Meta se retrouve une nouvelle fois sous le feu des critiques sur la gestion de son écosystème publicitaire. Alors que Facebook et Instagram sont officiellement interdits en Chine depuis plus de quinze ans, le pays s’est imposé comme un pilier discret mais massif des revenus publicitaires du groupe.
Une situation paradoxale, qui pose aujourd’hui la question de la cohérence entre un discours de responsabilité et des arbitrages économiques…
La Chine, moteur publicitaire malgré l’interdiction des plateformes
Si les internautes chinois ne peuvent pas accéder à Facebook ou Instagram, les entreprises locales, elles, disposent d’un accès étendu aux outils publicitaires de Meta pour cibler des audiences étrangères.
Ce mécanisme aurait permis à la Chine de représenter plus de 18 milliards de dollars de revenus publicitaires en 2024, soit plus de 10% du chiffre d’affaires global du groupe. Des acteurs comme Shein, sous le feu des autorités, figurent parmi les plus gros annonceurs mondiaux de Meta… devant Amazon.
Mais derrière ces volumes se cache une réalité plus trouble… En effet, selon des documents internes relayés par Reuters, près d’une publicité chinoise sur cinq enfreindrait les règles de Meta. Entre les arnaques à l’investissement, les jeux d’argent illégaux, les produits interdits et les contenus sexuels, cela constituerait une part significative de ces annonces.
À l’échelle mondiale, la Chine serait même à l’origine d’environ un quart des publicités frauduleuses diffusées sur les plateformes du groupe.
Une lutte antifraude freinée pour préserver les revenus
Face à l’ampleur du phénomène, Meta avait pourtant lancé en 2024 une équipe dédiée à la lutte contre la fraude publicitaire chinoise, et en quelques mois, la part des annonces frauduleuses est passée de 19% à 9% des revenus publicitaires issus de Chine.
Cette dynamique a cependant été stoppée fin 2024. En interne, l’argument avancé tenait à l’impact direct de ces mesures sur la croissance des revenus.
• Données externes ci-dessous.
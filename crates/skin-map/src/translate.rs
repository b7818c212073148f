//! Translation of labelled records to ICD-10 codes.

use tracing::{debug, trace};

use skin_model::{
    ICD10_COLUMN, ICD11_COLUMN, LABEL_COLUMN, OntologyMapping, RecordTable, TranslateOptions,
    UNMATCHED_SENTINEL, is_unresolved_code,
};

use crate::error::{MapError, Result};
use crate::granularity::resolve_granularity;

/// Row counts gathered during a translation.
#[derive(Debug, Clone, Copy, Default, PartialEq, Eq)]
pub struct TranslationStats {
    /// Rows in the input table.
    pub total: usize,
    /// Rows whose `icd10` was recomputed.
    pub processed: usize,
    /// Processed rows whose label was found in the mapping.
    pub matched: usize,
    /// Processed rows whose label was not found.
    pub unmatched: usize,
    /// Rows passed through untouched (only with `only_unmatched`).
    pub skipped: usize,
}

/// Result of translating a record table.
#[derive(Debug, Clone)]
pub struct Translation {
    /// The input table with `icd10` filled in for every processed row.
    pub table: RecordTable,
    /// Trimmed labels without a mapping entry, in row order, duplicates kept.
    pub unmatched_labels: Vec<String>,
    pub stats: TranslationStats,
}

/// Assigns ICD-10 codes to the rows of `table`.
///
/// Each selected row's `label_to_icd` value is trimmed and looked up exactly
/// in `mapping`. A match writes the code path resolved at
/// `options.granularity` into `icd10`; a miss writes `tbd` and records the
/// label. A row without a label cell is looked up as the empty label.
///
/// With `options.only_unmatched`, only rows whose `icd10` or `icd11` is
/// missing, empty or `tbd` are selected. A missing `icd10` or `icd11`
/// column counts as missing for every row. The `icd10` column is appended
/// when the table has none.
///
/// # Errors
///
/// Returns [`MapError::MissingColumn`] when the table has no `label_to_icd`
/// column.
pub fn translate_records(
    mut table: RecordTable,
    mapping: &OntologyMapping,
    options: &TranslateOptions,
) -> Result<Translation> {
    let label_index = table
        .column_index(LABEL_COLUMN)
        .ok_or_else(|| MapError::MissingColumn {
            column: LABEL_COLUMN.to_string(),
        })?;
    let icd10_index = table.ensure_column(ICD10_COLUMN);
    let icd11_index = table.column_index(ICD11_COLUMN);

    let mut stats = TranslationStats {
        total: table.len(),
        ..TranslationStats::default()
    };
    let mut unmatched_labels = Vec::new();

    for row in 0..table.len() {
        if options.only_unmatched
            && !is_unresolved_code(table.cell(row, Some(icd10_index)))
            && !is_unresolved_code(table.cell(row, icd11_index))
        {
            stats.skipped += 1;
            continue;
        }
        stats.processed += 1;

        let label = table
            .cell(row, Some(label_index))
            .unwrap_or("")
            .trim()
            .to_string();
        match mapping.get(&label) {
            Some(hierarchy) => {
                let code = resolve_granularity(hierarchy, options.granularity);
                trace!(row, code = %code, "label matched");
                table.set_cell(row, icd10_index, code);
                stats.matched += 1;
            }
            None => {
                trace!(row, "label unmatched");
                table.set_cell(row, icd10_index, UNMATCHED_SENTINEL);
                unmatched_labels.push(label);
                stats.unmatched += 1;
            }
        }
    }

    debug!(
        total = stats.total,
        processed = stats.processed,
        matched = stats.matched,
        unmatched = stats.unmatched,
        skipped = stats.skipped,
        "records translated"
    );

    Ok(Translation {
        table,
        unmatched_labels,
        stats,
    })
}
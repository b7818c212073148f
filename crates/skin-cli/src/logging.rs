//! Logging infrastructure using `tracing` and `tracing-subscriber`.
//!
//! # Log Levels
//!
//! - `error`: fatal failures
//! - `warn`: non-fatal issues (e.g. an ontology folder without documents)
//! - `info`: stage completion and summary counts
//! - `debug`: per-document and per-stage details
//! - `trace`: row-level data (labels are redacted unless `--log-data` is set)
//!
//! # Usage
//!
//! ```ignore
//! use skin_cli::logging::{init_logging, LogConfig};
//!
//! init_logging(&LogConfig::default()).expect("init logging");
//! ```

use std::fs::OpenOptions;
use std::io::{self, Write};
use std::path::PathBuf;
use std::sync::atomic::{AtomicBool, Ordering};
use std::sync::{Arc, Mutex};
use tracing::Subscriber;
use tracing::level_filters::LevelFilter;
use tracing_subscriber::{
    EnvFilter,
    fmt::{self, MakeWriter, format::FmtSpan},
    layer::SubscriberExt,
};

static LOG_DATA_ENABLED: AtomicBool = AtomicBool::new(false);

/// Placeholder used when row-level logging is disabled.
pub const REDACTED_VALUE: &str = "[REDACTED]";

/// Crates whose events follow the configured level; others stay at `warn`.
const WORKSPACE_TARGETS: [&str; 4] = ["skin_cli", "skin_ingest", "skin_map", "skin_model"];

/// Returns true if row-level logging is explicitly enabled.
pub fn log_data_enabled() -> bool {
    LOG_DATA_ENABLED.load(Ordering::Relaxed)
}

/// Returns the input value when row-level logging is enabled, otherwise a redacted token.
pub fn redact_value(value: &str) -> &str {
    if log_data_enabled() {
        value
    } else {
        REDACTED_VALUE
    }
}

/// Configuration for logging behavior.
#[derive(Debug, Clone)]
pub struct LogConfig {
    /// Maximum level for workspace crates.
    pub level_filter: LevelFilter,
    /// Whether `RUST_LOG` may override `level_filter`.
    pub use_env_filter: bool,
    /// Whether to use ANSI colors in output.
    pub with_ansi: bool,
    /// Output format.
    pub format: LogFormat,
    /// Optional log file path. When set, logs are appended to the file.
    pub log_file: Option<PathBuf>,
    /// Whether row-level values (labels) may be logged.
    pub log_data: bool,
}

/// Log output format.
#[derive(Debug, Clone, Copy, Default, PartialEq, Eq)]
pub enum LogFormat {
    /// Human-readable pretty format with colors.
    #[default]
    Pretty,
    /// Compact single-line format.
    Compact,
    /// JSON format for machine parsing.
    Json,
}

impl Default for LogConfig {
    fn default() -> Self {
        Self {
            level_filter: LevelFilter::WARN,
            use_env_filter: true,
            with_ansi: true,
            format: LogFormat::default(),
            log_file: None,
            log_data: false,
        }
    }
}

/// Initialize the global tracing subscriber with the given configuration.
///
/// This should be called once at application startup.
///
/// # Errors
///
/// Returns an error if the log file cannot be opened or a global subscriber
/// is already installed.
pub fn init_logging(config: &LogConfig) -> io::Result<()> {
    LOG_DATA_ENABLED.store(config.log_data, Ordering::Release);
    let subscriber = if let Some(path) = &config.log_file {
        let file = OpenOptions::new().create(true).append(true).open(path)?;
        build_subscriber(config, SharedWriter::new(file))
    } else {
        build_subscriber(config, io::stderr)
    };
    tracing::subscriber::set_global_default(subscriber).map_err(io::Error::other)
}

/// Pretty and compact output omit timestamps; JSON keeps them and reports span closes.
fn build_subscriber<W>(config: &LogConfig, writer: W) -> Box<dyn Subscriber + Send + Sync>
where
    W: for<'writer> MakeWriter<'writer> + Send + Sync + 'static,
{
    let filter = build_env_filter(config.level_filter, config.use_env_filter);
    let registry = tracing_subscriber::registry().with(filter);
    match config.format {
        LogFormat::Json => Box::new(
            registry.with(
                fmt::layer()
                    .json()
                    .with_writer(writer)
                    .with_target(false)
                    .with_span_events(FmtSpan::CLOSE),
            ),
        ),
        LogFormat::Compact => Box::new(
            registry.with(
                fmt::layer()
                    .compact()
                    .with_writer(writer)
                    .with_ansi(config.with_ansi)
                    .with_target(false)
                    .without_time(),
            ),
        ),
        LogFormat::Pretty => Box::new(
            registry.with(
                fmt::layer()
                    .with_writer(writer)
                    .with_ansi(config.with_ansi)
                    .with_target(false)
                    .without_time(),
            ),
        ),
    }
}

/// Serializes writes from every event onto one underlying writer.
struct SharedWriter<W> {
    inner: Arc<Mutex<W>>,
}

impl<W> SharedWriter<W> {
    fn new(inner: W) -> Self {
        Self {
            inner: Arc::new(Mutex::new(inner)),
        }
    }
}

impl<W> Clone for SharedWriter<W> {
    fn clone(&self) -> Self {
        Self {
            inner: Arc::clone(&self.inner),
        }
    }
}

impl<W: Write> Write for SharedWriter<W> {
    fn write(&mut self, buf: &[u8]) -> io::Result<usize> {
        let mut guard = self
            .inner
            .lock()
            .map_err(|_| io::Error::other("log writer lock poisoned"))?;
        guard.write(buf)
    }

    fn flush(&mut self) -> io::Result<()> {
        let mut guard = self
            .inner
            .lock()
            .map_err(|_| io::Error::other("log writer lock poisoned"))?;
        guard.flush()
    }
}

impl<'a, W: Write + 'a> MakeWriter<'a> for SharedWriter<W> {
    type Writer = SharedWriter<W>;

    fn make_writer(&'a self) -> Self::Writer {
        self.clone()
    }
}

/// Build an `EnvFilter` for the given level, optionally letting `RUST_LOG` override it.
fn build_env_filter(level_filter: LevelFilter, use_env_filter: bool) -> EnvFilter {
    if use_env_filter && let Ok(filter) = EnvFilter::try_from_default_env() {
        return filter;
    }
    EnvFilter::new(default_directives(level_filter))
}

/// Default directives: workspace crates at `level_filter`, everything else at most `warn`.
fn default_directives(level_filter: LevelFilter) -> String {
    let level = level_filter.to_string().to_lowercase();
    let base = level_filter.min(LevelFilter::WARN).to_string().to_lowercase();
    let mut directives = base;
    for target in WORKSPACE_TARGETS {
        directives.push_str(&format!(",{target}={level}"));
    }
    directives
}

#[cfg(test)]
mod tests {
    use super::*;

    #[test]
    fn default_directives_cap_external_crates() {
        assert_eq!(
            default_directives(LevelFilter::DEBUG),
            "warn,skin_cli=debug,skin_ingest=debug,skin_map=debug,skin_model=debug"
        );
        assert!(default_directives(LevelFilter::ERROR).starts_with("error,"));
        assert!(default_directives(LevelFilter::OFF).starts_with("off,"));
    }

    #[test]
    fn values_are_redacted_by_default() {
        assert_eq!(redact_value("psoriasis"), REDACTED_VALUE);
    }

    fn captured(buffer: &SharedWriter<Vec<u8>>) -> String {
        let bytes = buffer.inner.lock().expect("lock buffer").clone();
        String::from_utf8(bytes).expect("utf-8 log output")
    }

    #[test]
    fn subscriber_filters_levels_and_redacts_labels() {
        let buffer = SharedWriter::new(Vec::new());
        let config = LogConfig {
            level_filter: LevelFilter::INFO,
            use_env_filter: false,
            with_ansi: false,
            format: LogFormat::Compact,
            ..LogConfig::default()
        };
        let subscriber = build_subscriber(&config, buffer.clone());
        tracing::subscriber::with_default(subscriber, || {
            tracing::info!(target: "skin_map", label = redact_value("psoriasis"), "label unmatched");
            tracing::debug!(target: "skin_map", "row detail");
            tracing::info!(target: "other_crate", "foreign chatter");
            tracing::warn!(target: "other_crate", "foreign warning");
        });

        let output = captured(&buffer);
        assert!(output.contains("label unmatched"), "{output}");
        assert!(output.contains(REDACTED_VALUE), "{output}");
        assert!(!output.contains("psoriasis"), "{output}");
        assert!(!output.contains("row detail"), "{output}");
        assert!(!output.contains("foreign chatter"), "{output}");
        assert!(output.contains("foreign warning"), "{output}");
    }

    #[test]
    fn json_format_writes_one_object_per_event() {
        let buffer = SharedWriter::new(Vec::new());
        let config = LogConfig {
            level_filter: LevelFilter::INFO,
            use_env_filter: false,
            format: LogFormat::Json,
            ..LogConfig::default()
        };
        let subscriber = build_subscriber(&config, buffer.clone());
        tracing::subscriber::with_default(subscriber, || {
            tracing::info!(target: "skin_cli", rows = 2, "translation complete");
        });

        let output = captured(&buffer);
        let line = output.lines().next().expect("one log line");
        assert!(line.starts_with('{') && line.ends_with('}'), "{line}");
        assert!(line.contains("\"translation complete\""), "{line}");
    }
}
//! Error types for label translation.

use thiserror::Error;

/// Errors that can occur while translating a record table.
#[derive(Debug, Error)]
pub enum MapError {
    /// The input table lacks a column the translation cannot proceed without.
    #[error("required column '{column}' not found in input table")]
    MissingColumn { column: String },
}

/// Result type for translation operations.
pub type Result<T> = std::result::Result<T, MapError>;

#[cfg(test)]
mod tests {
    use super::*;

    #[test]
    fn test_error_display() {
        let err = MapError::MissingColumn {
            column: "label_to_icd".to_string(),
        };
        assert_eq!(
            err.to_string(),
            "required column 'label_to_icd' not found in input table"
        );
    }
}
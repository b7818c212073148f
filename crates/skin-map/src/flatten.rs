//! Flattening of classification trees into a description lookup table.

use skin_model::{ClassificationNode, CodePath, OntologyDocument, OntologyMapping};

/// Adds every described node under `root` to `mapping`.
///
/// Each entry maps a node's description to the codes of its ancestors
/// followed by its own code. Nodes with an empty description add no entry
/// but their code still prefixes the paths of their descendants.
///
/// Nodes are visited depth-first in document order, and a description seen
/// again replaces the earlier entry (last write wins). Traversal uses a work
/// stack, so nesting depth is bounded by memory rather than the call stack.
pub fn flatten_node_into(mapping: &mut OntologyMapping, root: &ClassificationNode) {
    // `path` holds the codes of the node being visited; entries past a
    // popped node's depth belong to an already finished subtree.
    let mut path: CodePath = Vec::new();
    let mut stack: Vec<(&ClassificationNode, usize)> = vec![(root, 0)];
    while let Some((node, depth)) = stack.pop() {
        path.truncate(depth);
        path.push(node.code.clone());
        if node.has_description() {
            mapping.insert(node.description.clone(), path.clone());
        }
        // Reversed so the first child is popped first.
        for child in node.children.iter().rev() {
            stack.push((child, depth + 1));
        }
    }
}

/// Adds every root of `document` to `mapping`, in order.
pub fn flatten_document_into(mapping: &mut OntologyMapping, document: &OntologyDocument) {
    for root in document.roots() {
        flatten_node_into(mapping, root);
    }
}

/// Flattens documents in order into a fresh mapping.
pub fn flatten_documents<'a, I>(documents: I) -> OntologyMapping
where
    I: IntoIterator<Item = &'a OntologyDocument>,
{
    let mut mapping = OntologyMapping::new();
    for document in documents {
        flatten_document_into(&mut mapping, document);
    }
    mapping
}

#[cfg(test)]
mod tests {
    use super::*;

    fn path(codes: &[&str]) -> Vec<String> {
        codes.iter().map(|code| (*code).to_string()).collect()
    }

    #[test]
    fn single_node() {
        let mut mapping = OntologyMapping::new();
        flatten_node_into(&mut mapping, &ClassificationNode::new("L20", "eczema"));
        assert_eq!(mapping.get("eczema"), Some(path(&["L20"]).as_slice()));
    }

    #[test]
    fn nested_paths_include_ancestors() {
        let root = ClassificationNode::new("L00-L99", "Skin diseases").with_child(
            ClassificationNode::new("L00-L08", "Infections")
                .with_child(ClassificationNode::new("L01", "Impetigo"))
                .with_child(ClassificationNode::new("L02", "Abscess")),
        );
        let mut mapping = OntologyMapping::new();
        flatten_node_into(&mut mapping, &root);

        assert_eq!(mapping.len(), 4);
        assert_eq!(
            mapping.get("Abscess"),
            Some(path(&["L00-L99", "L00-L08", "L02"]).as_slice())
        );
        assert_eq!(mapping.get("Skin diseases"), Some(path(&["L00-L99"]).as_slice()));
    }

    #[test]
    fn undescribed_nodes_extend_paths() {
        let root = ClassificationNode::new("XII", "")
            .with_child(ClassificationNode::new("", "").with_child(ClassificationNode::new(
                "L20",
                "Atopic dermatitis",
            )));
        let mut mapping = OntologyMapping::new();
        flatten_node_into(&mut mapping, &root);

        assert_eq!(mapping.len(), 1);
        assert_eq!(
            mapping.get("Atopic dermatitis"),
            Some(path(&["XII", "", "L20"]).as_slice())
        );
    }

    #[test]
    fn later_duplicate_in_document_order_wins() {
        // The duplicate inside the first subtree comes before the second
        // top-level child in document order.
        let root = ClassificationNode::new("R", "")
            .with_child(
                ClassificationNode::new("A", "")
                    .with_child(ClassificationNode::new("A1", "rash")),
            )
            .with_child(ClassificationNode::new("B", "rash"));
        let mut mapping = OntologyMapping::new();
        flatten_node_into(&mut mapping, &root);
        assert_eq!(mapping.get("rash"), Some(path(&["R", "B"]).as_slice()));
    }

    #[test]
    fn later_document_wins() {
        let first = OntologyDocument::Tree(ClassificationNode::new("L20", "eczema"));
        let second = OntologyDocument::Forest(vec![ClassificationNode::new("L30.9", "eczema")]);
        let mapping = flatten_documents([&first, &second]);
        assert_eq!(mapping.get("eczema"), Some(path(&["L30.9"]).as_slice()));
    }

    #[test]
    fn deep_chain_does_not_overflow() {
        let depth = 100_000;
        let mut node = ClassificationNode::new(format!("C{depth}"), "leaf");
        for level in (0..depth).rev() {
            node = ClassificationNode::new(format!("C{level}"), "").with_child(node);
        }
        let mut mapping = OntologyMapping::new();
        flatten_node_into(&mut mapping, &node);
        let leaf = mapping.get("leaf").expect("leaf entry");
        assert_eq!(leaf.len(), depth + 1);
        assert_eq!(leaf.first().map(String::as_str), Some("C0"));
        drop(node);
    }
}
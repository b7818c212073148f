//! CLI argument definitions for the skin ontology tool.

use std::path::PathBuf;

use clap::{Parser, Subcommand, ValueEnum};
use clap_verbosity_flag::{Verbosity, WarnLevel};
use colorchoice_clap::Color;

#[derive(Parser)]
#[command(
    name = "skin-ontology-tool",
    version,
    about = "Translate skin datasets to ICD-10 with granularity",
    long_about = "Standardize free-text dermatological labels to ICD-10 codes.\n\n\
                  Labels are matched exactly against the descriptions of a\n\
                  hierarchical ontology (JSON documents), and the matched code\n\
                  path is emitted at the requested granularity."
)]
pub struct Cli {
    #[command(subcommand)]
    pub command: Command,

    /// Adjust log verbosity (-v for info, -vv for debug, -q for errors only).
    #[command(flatten)]
    pub verbosity: Verbosity<WarnLevel>,

    /// Control ANSI color output (auto, always, never).
    #[command(flatten)]
    pub color: Color,

    /// Explicit log level (overrides -v/-q flags).
    #[arg(long = "log-level", value_enum, global = true)]
    pub log_level: Option<LogLevelArg>,

    /// Log output format (pretty for human, json for machine parsing).
    #[arg(
        long = "log-format",
        value_enum,
        default_value = "pretty",
        global = true
    )]
    pub log_format: LogFormatArg,

    /// Write logs to a file instead of stderr.
    #[arg(long = "log-file", value_name = "PATH", global = true)]
    pub log_file: Option<PathBuf>,

    /// Allow raw labels in trace-level logs (redacted by default).
    #[arg(long = "log-data", global = true)]
    pub log_data: bool,
}

#[derive(Subcommand)]
pub enum Command {
    /// Translate an input CSV file to ICD-10 codes.
    Translate(TranslateArgs),

    /// Print the flattened ontology loaded from a data folder.
    Ontology(OntologyArgs),
}

#[derive(Parser)]
pub struct TranslateArgs {
    /// Path to the input CSV file (needs a `label_to_icd` column).
    #[arg(long = "input", value_name = "CSV")]
    pub input: PathBuf,

    /// Folder containing the ICD ontology JSON documents.
    ///
    /// Defaults to the SKIN_ONTOLOGY_DATA_DIR environment variable.
    #[arg(long = "data", value_name = "DIR")]
    pub data: Option<PathBuf>,

    /// Output folder (created when missing).
    #[arg(long = "output", value_name = "DIR")]
    pub output: PathBuf,

    /// Level of granularity for ICD codes (1: range, 2: category, 3: subcategory).
    ///
    /// Levels deeper than a code's hierarchy, zero and negative levels emit
    /// the full hierarchy.
    #[arg(long = "granularity", value_name = "LEVEL", allow_negative_numbers = true)]
    pub granularity: Option<i64>,

    /// Only process rows with missing or 'tbd' ICD values.
    #[arg(long = "only-unmatched")]
    pub only_unmatched: bool,

    /// Translate and report without writing output files.
    #[arg(long = "dry-run")]
    pub dry_run: bool,
}

#[derive(Parser)]
pub struct OntologyArgs {
    /// Folder containing the ICD ontology JSON documents.
    ///
    /// Defaults to the SKIN_ONTOLOGY_DATA_DIR environment variable.
    #[arg(long = "data", value_name = "DIR")]
    pub data: Option<PathBuf>,

    /// Granularity used for the resolved code column.
    #[arg(long = "granularity", value_name = "LEVEL", allow_negative_numbers = true)]
    pub granularity: Option<i64>,
}

/// CLI log level choices.
#[derive(Clone, Copy, ValueEnum)]
pub enum LogLevelArg {
    Error,
    Warn,
    Info,
    Debug,
    Trace,
}

/// CLI log format choices.
#[derive(Clone, Copy, ValueEnum)]
pub enum LogFormatArg {
    Pretty,
    Compact,
    Json,
}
Officiellement, Meta affirme vouloir combattre les arnaques partout dans le monde, mais les documents consultés évoquent un renoncement assumé à l’objectif de traiter la Chine comme les autres marchés.
Un réseau d’intermédiaires qui complique la modération
Meta s’appuie aujourd’hui sur onze partenaires chinois, chargés de revendre ses espaces publicitaires via un réseau dense d’agences intermédiaires. Ce système, jugé trop opaque, rend les contrôles difficiles et favorise la multiplication de faux comptes et d’identités masquées.
Certaines de ces agences bénéficieraient de mécanismes comme le « whitelisting« , qui ralentirait la suspension des annonces signalées. D’après plusieurs enquêtes, ce délai suffit souvent aux fraudeurs pour atteindre leurs objectifs avant toute intervention humaine.
À la mi-2025, la fraude publicitaire chinoise avait déjà repris de l’ampleur, représentant à nouveau près de 16% des revenus de Meta dans le pays, ce qui rappelle une étude qui évoque 16 milliards de dollars grâce aux publicités illégales…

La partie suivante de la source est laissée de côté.